Comme précisé plus tôt, en aucun cas les exemples ci-dessus ne peuvent résumer à eux-seuls l’essence même du style Prada. Aussi, la façon dont la créatrice italienne s’est, au fur et à mesure des années, appropriée les associations et superpositions les plus étranges jusqu’à en faire une marque de fabrique, semble finalement assez difficile à décrire. Car celle-ci dessine au fil des saisons une avant-garde complexe, fortement inspirée par l'univers de l'art contemporain et finalement de l'art en général, mais définitivement ancré dans la réalité – extrêmement différent de celui d’une Rei Kawakubo, par exemple.

 

Afin de nous aider à mieux comprendre cette complexité résidant derrière la femme et le style Prada, le Design Museum à Londres prévoit la première exposition entièrement et uniquement consacrée à la maison milanaise. Ainsi Deyan Sudjic, directeur de l’institution, a plongé dans les archives de Prada et étudié des créations datant de ses débuts (en 1913), jusqu’aux récentes collaborations artistiques et architecturales, avec Rem Koolhas ou Herzog and De Meuron. La retrospective, qui fait déjà grand bruit, s’intitulera “Prada. Front and Back” (“Prada.
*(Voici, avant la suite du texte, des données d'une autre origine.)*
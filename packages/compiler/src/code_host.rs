//! Expression units and the batch compile port.
//!
//! Every embedded expression found by the walker is registered here as a
//! named unit. Once the walk is done the code host renders all units into
//! one generated program and submits it to an [`ExpressionCompiler`] in a
//! single call. The backend answers with a [`CompiledLibrary`] whose entry
//! points are looked up by unit name, or with a list of diagnostics.

use crate::error::{CompileError, CompileResult, UnitError};
use crate::options::UnitSharing;
use serde::Serialize;
use serde_json::Value;
use std::collections::HashMap;
use std::fmt;
use std::fmt::Write as _;
use std::ops::Range;
use std::sync::Arc;
use tracing::{debug, instrument, warn};

/// Index of a registered unit
#[derive(Debug, Clone, Copy, PartialEq, Eq, Hash)]
pub struct UnitHandle(pub usize);

/// Declared return kind of a unit
#[derive(Debug, Clone, Copy, PartialEq, Eq, Hash, Serialize)]
pub enum ReturnKind {
    Text,
    Boolean,
}

impl ReturnKind {
    /// Return type keyword used in the generated program
    pub fn keyword(self) -> &'static str {
        match self {
            ReturnKind::Text => "text",
            ReturnKind::Boolean => "bool",
        }
    }
}

/// An embedded code fragment destined to become one entry point
#[derive(Debug, Clone, PartialEq)]
pub struct ExpressionUnit {
    pub name: String,
    pub source: String,
    pub kind: ReturnKind,
    /// Template line of the first site that registered the unit
    pub line: usize,
}

#[derive(Debug, Clone, Copy, PartialEq, Eq)]
pub enum OutputKind {
    Library,
}

/// Input of one batch compile
#[derive(Debug, Clone)]
pub struct CompileRequest<'a> {
    pub model_type: &'a str,
    pub source: &'a str,
    pub references: &'a [String],
    pub output: OutputKind,
}

/// A problem reported by the expression compiler
#[derive(Debug, Clone, PartialEq, Serialize)]
pub struct Diagnostic {
    /// Unit the problem belongs to, when known
    pub unit: Option<String>,
    /// Line in the generated program
    pub line: usize,
    /// Byte range in the generated program
    pub span: Option<Range<usize>>,
    /// Line in the template the unit came from
    pub template_line: Option<usize>,
    pub message: String,
}

impl Diagnostic {
    pub fn new(line: usize, message: impl Into<String>) -> Self {
        Self {
            unit: None,
            line,
            span: None,
            template_line: None,
            message: message.into(),
        }
    }

    pub fn with_unit(mut self, unit: impl Into<String>) -> Self {
        self.unit = Some(unit.into());
        self
    }

    pub fn with_span(mut self, span: Range<usize>) -> Self {
        self.span = Some(span);
        self
    }
}

impl fmt::Display for Diagnostic {
    fn fmt(&self, f: &mut fmt::Formatter<'_>) -> fmt::Result {
        match (&self.unit, self.template_line) {
            (Some(unit), Some(line)) => write!(f, "{} (template line {}): ", unit, line)?,
            (Some(unit), None) => write!(f, "{}: ", unit)?,
            (None, _) => write!(f, "line {}: ", self.line)?,
        }
        f.write_str(&self.message)
    }
}

pub type TextFn = Arc<dyn Fn(&Value) -> Result<String, UnitError> + Send + Sync>;
pub type BoolFn = Arc<dyn Fn(&Value) -> Result<bool, UnitError> + Send + Sync>;

/// Callable compiled from one unit. Takes the model's value view.
#[derive(Clone)]
pub enum EntryPoint {
    Text(TextFn),
    Boolean(BoolFn),
}

impl EntryPoint {
    pub fn kind(&self) -> ReturnKind {
        match self {
            EntryPoint::Text(_) => ReturnKind::Text,
            EntryPoint::Boolean(_) => ReturnKind::Boolean,
        }
    }
}

impl fmt::Debug for EntryPoint {
    fn fmt(&self, f: &mut fmt::Formatter<'_>) -> fmt::Result {
        write!(f, "EntryPoint::{:?}", self.kind())
    }
}

/// Loaded output of a successful batch compile
pub trait CompiledLibrary: Send + Sync {
    fn entry_point(&self, name: &str) -> Option<EntryPoint>;
}

/// Port to whatever turns the generated program into callables
pub trait ExpressionCompiler: Send + Sync {
    fn compile(
        &self,
        request: &CompileRequest<'_>,
    ) -> Result<Box<dyn CompiledLibrary>, Vec<Diagnostic>>;
}

/// Unit table for one view compile
#[derive(Debug)]
pub struct CodeHost {
    model_type: String,
    sharing: UnitSharing,
    units: Vec<ExpressionUnit>,
    shared: HashMap<(ReturnKind, String), UnitHandle>,
}

impl CodeHost {
    pub fn new(model_type: impl Into<String>, sharing: UnitSharing) -> Self {
        Self {
            model_type: model_type.into(),
            sharing,
            units: Vec::new(),
            shared: HashMap::new(),
        }
    }

    pub fn model_type(&self) -> &str {
        &self.model_type
    }

    /// Register an expression and return its handle
    pub fn register(&mut self, source: &str, kind: ReturnKind, line: usize) -> UnitHandle {
        let source = source.trim();
        if self.sharing == UnitSharing::Dedupe {
            if let Some(handle) = self.shared.get(&(kind, source.to_string())) {
                return *handle;
            }
        }

        let handle = UnitHandle(self.units.len());
        let name = match self.sharing {
            UnitSharing::Dedupe => unit_name(kind, source),
            UnitSharing::PerSite => format!("{}_{}", unit_name(kind, source), handle.0),
        };
        debug!(unit = %name, kind = ?kind, line, "registered expression unit");

        self.units.push(ExpressionUnit {
            name,
            source: source.to_string(),
            kind,
            line,
        });
        if self.sharing == UnitSharing::Dedupe {
            self.shared.insert((kind, source.to_string()), handle);
        }
        handle
    }

    pub fn units(&self) -> &[ExpressionUnit] {
        &self.units
    }

    pub fn unit(&self, handle: UnitHandle) -> Option<&ExpressionUnit> {
        self.units.get(handle.0)
    }

    /// The generated program: one pure function per unit, body verbatim
    pub fn program_source(&self) -> String {
        let mut out = String::new();
        let _ = writeln!(out, "// generated by nhaml");
        let _ = writeln!(out, "// model: {}", self.model_type);
        for unit in &self.units {
            let _ = writeln!(out);
            let _ = writeln!(out, "fn {}(model) -> {} {{", unit.name, unit.kind.keyword());
            let _ = writeln!(out, "    {}", unit.source);
            let _ = writeln!(out, "}}");
        }
        out
    }

    /// Submit every unit in one batch and resolve each to its entry point
    #[instrument(skip_all, fields(model_type = %self.model_type, units = self.units.len()))]
    pub fn compile(
        &self,
        backend: &dyn ExpressionCompiler,
        references: &[String],
    ) -> CompileResult<ResolvedUnits> {
        let source = self.program_source();
        debug!(bytes = source.len(), "submitting batch compile");

        let request = CompileRequest {
            model_type: &self.model_type,
            source: &source,
            references,
            output: OutputKind::Library,
        };

        let library = backend
            .compile(&request)
            .map_err(|diagnostics| self.failed(diagnostics))?;

        let mut entries = Vec::with_capacity(self.units.len());
        let mut problems = Vec::new();
        for unit in &self.units {
            match library.entry_point(&unit.name) {
                Some(entry) if entry.kind() == unit.kind => entries.push(entry),
                Some(entry) => problems.push(
                    Diagnostic::new(
                        0,
                        format!(
                            "entry point returns {:?}, expected {:?}",
                            entry.kind(),
                            unit.kind
                        ),
                    )
                    .with_unit(&unit.name),
                ),
                None => problems.push(
                    Diagnostic::new(0, "compiled library has no such entry point")
                        .with_unit(&unit.name),
                ),
            }
        }

        if !problems.is_empty() {
            return Err(self.failed(problems));
        }

        Ok(ResolvedUnits {
            names: self.units.iter().map(|unit| unit.name.clone()).collect(),
            entries,
        })
    }

    fn failed(&self, mut diagnostics: Vec<Diagnostic>) -> CompileError {
        for diagnostic in &mut diagnostics {
            if let Some(unit) = diagnostic
                .unit
                .as_deref()
                .and_then(|name| self.units.iter().find(|u| u.name == name))
            {
                diagnostic.template_line = Some(unit.line);
            }
        }
        warn!(
            model_type = %self.model_type,
            count = diagnostics.len(),
            "batch compile rejected"
        );
        CompileError::CompilationFailed {
            model_type: self.model_type.clone(),
            diagnostics,
        }
    }
}

/// Stable name for a unit: CRC32 over its kind and source
pub fn unit_name(kind: ReturnKind, source: &str) -> String {
    let mut hasher = crc32fast::Hasher::new();
    hasher.update(kind.keyword().as_bytes());
    hasher.update(b":");
    hasher.update(source.as_bytes());
    format!("_{:08x}", hasher.finalize())
}

/// Entry points in unit order, addressed by [`UnitHandle`]
#[derive(Debug, Clone)]
pub struct ResolvedUnits {
    names: Vec<String>,
    entries: Vec<EntryPoint>,
}

impl ResolvedUnits {
    pub fn get(&self, handle: UnitHandle) -> Option<&EntryPoint> {
        self.entries.get(handle.0)
    }

    pub fn name(&self, handle: UnitHandle) -> &str {
        self.names.get(handle.0).map(String::as_str).unwrap_or("<unknown>")
    }

    pub fn len(&self) -> usize {
        self.entries.len()
    }

    pub fn is_empty(&self) -> bool {
        self.entries.is_empty()
    }
}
De face et de dos”) et sera inaugurée en septembre 2020. En attendant, l’ouvrage sus-mentionné fera très bien l’affaire.

 

 

“Prada Défilés“, aux Éditions de la Martinière

 

 

Exposition “Prada. Front and Back”.

Ouverture en septembre 2020 au Design Museum of London

224-238 Kensington High Street, London W8 6AG.

Au mois de mars 1988, Miuccia Prada défile pour la première fois à la Fashion Week de Milan : désormais, le sellier italien, qui entra dans l’histoire en 1984 grâce finalement à des sacs en nylon, joue dans la cour des grands. Avec ses 70 pièces, la collection automne-hiver 1988-1989 trace déjà les contours de ce qui deviendra le style Prada : des créations faussement classiques et inspirées des codes masculins, ainsi qu’une mode sans fioriture mais gonflée de paradoxes. 

 

En plein cœur d’une industrie bâtie sur un système cyclique, qui virevolte de tendances en tendances pour susciter sans relâche le désir auprès de ses clients, Miuccia Prada s’est au contraire illustrée par sa constance avec l’élaboration d’une grammaire stylistique propre. Construit en marge des perpétuels changements, ce vocabulaire inimitable évolue saison après saison, sans jamais se répéter ni perdre de son aura éminemment contemporaine.